On April 22, 2023, installations symbolically marking the place where civilians hid during the 1943 Warsaw Ghetto Uprising stood in six locations in Muranów. In this way, the POLIN Museum, together with the SENNA collective, wants to restore the memory of these places to urban reality. By doing so, we are also reminding the civilians - the most numerous group participating in the 1943 uprising. We have selected 6 figures who are at the same time heroes and heroines of the temporary exhibition "Around us a sea of fire".
“I was beyond reality, as if I was being lethargic, I wasn’t even afraid. I survived because there was always someone standing by me and guiding me.”2 During the Uprising, Krystyna Budnicka was 11 years old; her birth name was Hena Kuczer. She spent long months in a bunker with her parents and siblings.
Hena was the youngest child of Cyrla and Józef Lejzor. Before the war her father and brothers ran a carpentry and building workshop at Muranowski Sq in Warsaw. In the ghetto, they specialised in building lockers where Jews hid valuables to protect them from being confiscated. From 1942, the Kuczers constructed hiding places for people.
Hena’s brothers Boruch and Szaja perished together with their families in the summer of 1942 in Treblinka. Third brother, Rafał, had also been deported, but he escaped from the transport and returned to the ghetto where he supervised the construction of a shelter for the Kuczer family. The construction work was financed by other families who were offered a place to hide in the shelter in return.
The shelter was located in the basement of the house at 54 Zamenhofa/44 Muranowska Streets. Its rooms were constructed under two basements. The shelter had access to water and electricity, there was a working kitchen and a radio. A tunnel was dug to connect the bunker with the city sewers.

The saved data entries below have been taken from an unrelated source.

use std::fmt::Write;

use crate::core::{Category, Timeline};
use crate::output::format::Labels;

fn csv_escape(s: &str) -> String {
    if s.contains(',') || s.contains('"') || s.contains('\n') || s.contains('\r') {
        format!("\"{}\"", s.replace('"', "\"\""))
    } else {
        s.to_string()
    }
}

/// One row per entry, in display order, with the group label as first column
pub(crate) fn output_timeline_csv(timeline: &Timeline<'_>, labels: &Labels) -> String {
    let mut out = String::from("group,id,category,title,organization,start,end,highlight,tech\n");

    for group in &timeline.groups {
        let label = labels.group(group.key);
        for entry in &group.entries {
            let _ = writeln!(
                out,
                "{},{},{},{},{},{},{},{},{}",
                csv_escape(&label),
                csv_escape(&entry.id),
                entry.category,
                csv_escape(&entry.title),
                csv_escape(entry.organization.as_deref().unwrap_or("")),
                csv_escape(&entry.start),
                csv_escape(entry.end.as_deref().unwrap_or("")),
                entry.highlight,
                csv_escape(&entry.tech.join("; ")),
            );
        }
    }
    out
}

/// Per-category counts, every category listed
pub(crate) fn output_categories_csv(counts: &[(Category, usize)]) -> String {
    let mut out = String::from("category,count\n");
    for (category, count) in counts {
        let _ = writeln!(out, "{category},{count}");
    }
    out
}
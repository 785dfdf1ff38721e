//! CLI subcommand definitions

use std::path::PathBuf;

use clap::Subcommand;

/// Main CLI commands
#[derive(Subcommand, Debug, Clone, Default)]
pub(crate) enum Commands {
    /// Show the grouped timeline (default)
    #[default]
    List,
    /// Show a single entry with its links
    Show {
        /// Entry id, e.g. 2024-jccm
        id: String,
    },
    /// Count matching entries per category
    Categories,
    /// Output a single line with ongoing entries
    Now,
    /// Render the portfolio as a static HTML page
    Html {
        /// Write to this file instead of stdout
        #[arg(short = 'o', long, value_name = "FILE")]
        output: Option<PathBuf>,
        /// Page title
        #[arg(long, default_value = "Portfolio")]
        title: String,
    },
    /// Preview rail and spotlight geometry for a scroll position
    Layout {
        /// Scroll offset in pixels
        #[arg(long, default_value_t = 0.0)]
        scroll: f64,
        /// Viewport height in pixels
        #[arg(long, default_value_t = 900.0)]
        viewport: f64,
    },
}

impl Commands {
    /// Whether the command can emit JSON instead of a table
    pub(crate) fn supports_json(&self) -> bool {
        !matches!(self, Commands::Html { .. })
    }

    /// Whether the command has a CSV rendering
    pub(crate) fn supports_csv(&self) -> bool {
        matches!(self, Commands::List | Commands::Categories)
    }
}
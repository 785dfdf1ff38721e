use crate::core::TimelineEntry;
use crate::output::format::{Labels, to_json_string};

/// Single line listing ongoing entries, suitable for a status bar or shell prompt.
/// Format: "Ahora: Workout App (Proyecto) | Consultant @ Acme (Trabajo)"
pub(crate) fn now_line(ongoing: &[&TimelineEntry], labels: &Labels) -> String {
    if ongoing.is_empty() {
        return format!("{}: -", labels.now);
    }
    let parts: Vec<String> = ongoing
        .iter()
        .map(|e| match &e.organization {
            Some(org) => format!("{} @ {} ({})", e.title, org, labels.category(e.category)),
            None => format!("{} ({})", e.title, labels.category(e.category)),
        })
        .collect();
    format!("{}: {}", labels.now, parts.join(" | "))
}

pub(crate) fn print_now(ongoing: &[&TimelineEntry], labels: &Labels) {
    println!("{}", now_line(ongoing, labels));
}

/// Ongoing entries as compact JSON for programmatic consumption
pub(crate) fn output_now_json(ongoing: &[&TimelineEntry], labels: &Labels) -> String {
    let output = serde_json::json!({
        "label": labels.now,
        "count": ongoing.len(),
        "entries": ongoing
            .iter()
            .map(|e| serde_json::json!({
                "id": e.id,
                "title": e.title,
                "category": e.category,
                "organization": e.organization,
                "start": e.start,
            }))
            .collect::<Vec<_>>(),
        "formatted": now_line(ongoing, labels),
    });
    to_json_string(&output, false)
}
use comfy_table::{Cell, Color, Table};

use crate::core::{Category, Timeline};
use crate::output::format::{
    Labels, category_color, create_styled_table, header_cell, right_cell, styled_cell, truncate,
};

const TECH_WIDTH: usize = 40;

#[derive(Debug, Clone, Copy)]
pub(crate) struct TimelineTableOptions {
    pub(crate) use_color: bool,
    pub(crate) compact: bool,
    pub(crate) labels: Labels,
}

pub(crate) fn build_timeline_table(timeline: &Timeline<'_>, opts: TimelineTableOptions) -> Table {
    let c = opts.use_color;
    let labels = opts.labels;
    let mut table = create_styled_table();

    let mut header = vec![
        header_cell("Year", c),
        header_cell("Period", c),
        header_cell("Category", c),
        header_cell("Title", c),
    ];
    if !opts.compact {
        header.extend([header_cell("Organization", c), header_cell("Tech", c)]);
    }
    table.set_header(header);

    for group in &timeline.groups {
        let year = labels.group(group.key);
        for (i, entry) in group.entries.iter().enumerate() {
            let year_cell = if i == 0 {
                styled_cell(&year, c.then_some(Color::Cyan), true)
            } else {
                Cell::new("")
            };
            let title = if entry.highlight {
                format!("★ {}", entry.title)
            } else {
                entry.title.clone()
            };
            let mut row = vec![
                year_cell,
                Cell::new(entry.span(labels.now)),
                styled_cell(
                    labels.category(entry.category),
                    c.then(|| category_color(entry.category)),
                    false,
                ),
                styled_cell(&title, None, entry.highlight),
            ];
            if !opts.compact {
                row.extend([
                    Cell::new(entry.organization.as_deref().unwrap_or("")),
                    Cell::new(truncate(&entry.tech.join(", "), TECH_WIDTH)),
                ]);
            }
            table.add_row(row);
        }
    }
    table
}

pub(crate) fn print_timeline_table(timeline: &Timeline<'_>, opts: TimelineTableOptions) {
    let table = build_timeline_table(timeline, opts);
    println!("\n  Timeline\n");
    println!("{table}");
    println!(
        "\n  {} entries in {} groups\n",
        timeline.items.len(),
        timeline.groups.len()
    );
}

pub(crate) fn print_categories_table(counts: &[(Category, usize)], opts: TimelineTableOptions) {
    let c = opts.use_color;
    let mut table = create_styled_table();
    table.set_header(vec![header_cell("Category", c), header_cell("Entries", c)]);

    let mut total = 0;
    for &(category, count) in counts {
        total += count;
        table.add_row(vec![
            styled_cell(
                opts.labels.category(category),
                c.then(|| category_color(category)),
                false,
            ),
            right_cell(&count.to_string(), None, false),
        ]);
    }
    table.add_row(vec![
        styled_cell("TOTAL", c.then_some(Color::Cyan), true),
        right_cell(&total.to_string(), c.then_some(Color::Cyan), true),
    ]);

    println!("{table}");
}
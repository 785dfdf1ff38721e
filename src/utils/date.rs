use chrono::{Datelike, NaiveDate};

use crate::consts::PRESENT;

/// Digits at every position except the dashes at 4 (and 7 for a full date).
/// Only this zero-padded layout sorts chronologically as plain text.
fn is_canonical_layout(s: &str) -> bool {
    let bytes = s.as_bytes();
    matches!(bytes.len(), 7 | 10)
        && bytes.iter().enumerate().all(|(i, b)| match i {
            4 | 7 => *b == b'-',
            _ => b.is_ascii_digit(),
        })
}

/// Parse a period string (`YYYY-MM` or `YYYY-MM-DD`) into its first day
pub(crate) fn parse_period(s: &str) -> Option<NaiveDate> {
    if !is_canonical_layout(s) {
        return None;
    }
    if s.len() == 7 {
        return NaiveDate::parse_from_str(&format!("{s}-01"), "%Y-%m-%d").ok();
    }
    NaiveDate::parse_from_str(s, "%Y-%m-%d").ok()
}

/// Year of a period string, `None` when it cannot be resolved
pub(crate) fn period_year(s: &str) -> Option<i32> {
    parse_period(s).map(|d| d.year())
}

/// Valid start periods are dates; valid ends may also be the ongoing sentinel
pub(crate) fn is_valid_end(s: &str) -> bool {
    s.eq_ignore_ascii_case(PRESENT) || parse_period(s).is_some()
}

#[cfg(test)]
mod tests {
    use super::*;

    #[test]
    fn parses_year_month() {
        assert_eq!(
            parse_period("2021-11"),
            NaiveDate::from_ymd_opt(2021, 11, 1)
        );
    }

    #[test]
    fn parses_full_date() {
        assert_eq!(
            parse_period("2019-07-15"),
            NaiveDate::from_ymd_opt(2019, 7, 15)
        );
    }

    #[test]
    fn rejects_garbage() {
        assert_eq!(parse_period(""), None);
        assert_eq!(parse_period("2021-13"), None);
        assert_eq!(parse_period("present"), None);
        assert_eq!(parse_period("soon"), None);
        assert_eq!(parse_period("2021-02-30"), None);
    }

    #[test]
    fn rejects_unpadded_and_padded_with_spaces() {
        assert_eq!(parse_period("2025-3-01"), None);
        assert_eq!(parse_period("2025-3"), None);
        assert_eq!(parse_period(" 2026-01"), None);
        assert_eq!(parse_period("2026-01 "), None);
        assert_eq!(parse_period("2026/01"), None);
    }

    #[test]
    fn year_of_period() {
        assert_eq!(period_year("2025-02"), Some(2025));
        assert_eq!(period_year("n/a"), None);
    }

    #[test]
    fn end_accepts_sentinel() {
        assert!(is_valid_end("present"));
        assert!(is_valid_end("PRESENT"));
        assert!(is_valid_end("2020-01"));
        assert!(!is_valid_end("later"));
    }
}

When the Uprising broke out, there were approximately forty people in the bunker. Rafał, Chaim and Isaak Kuczer had contacts in the Jewish Combat Organisation and they participated in armed combat. On 26 April, the Germans set the building at 56 Zamenhofa St on fire. The people who hid inside moved to the sewers to escape the heat. When the Germans pumped gas into the sewers they had to return to the bunker. The bunker’s section used as food supplies’ storage collapsed.
The bunker’s residents were thus deprived of food and suffered from famine and illnesses for many weeks. Rafał was gravely ill so his companions from the underground carried him to the “Aryan” side. Izaak and Chaim were killed by Poles who were looking for loot in the ghetto area.
On 23 September 1943, Hena, her parents, sister Perla, the youngest brother Yehuda and Anka, Isaac’s wife, entered the sewers in order to get to the “Aryan” side. Hena’s parents had no energy to go any further. Perla would not leave them alone, so they stayed in the sewers together. Hena, Yehuda and Anka were pulled out of the sewers and installed in a hideout on the “Aryan” side.
Yehuda died shortly afterwards due to the infection he had contracted having drunk water from the sewers. Rafał was turned in by an informer and murdered by the Gestapo. Hena and her sister-in-law Anka were looked after by the Jewish National Committee which helped them find new shelters and offered them an allowance.
After the Warsaw Uprising the two women ended up in Pruszków. Anka left Hena at the orphanage run by nuns. Hena-Krysia stayed there until the end of the war and longer, till her matura exam. She graduated from the university and worked as a teacher in Warsaw. Since 1991, she has been a member of the Children of the Holocaust Association in Poland.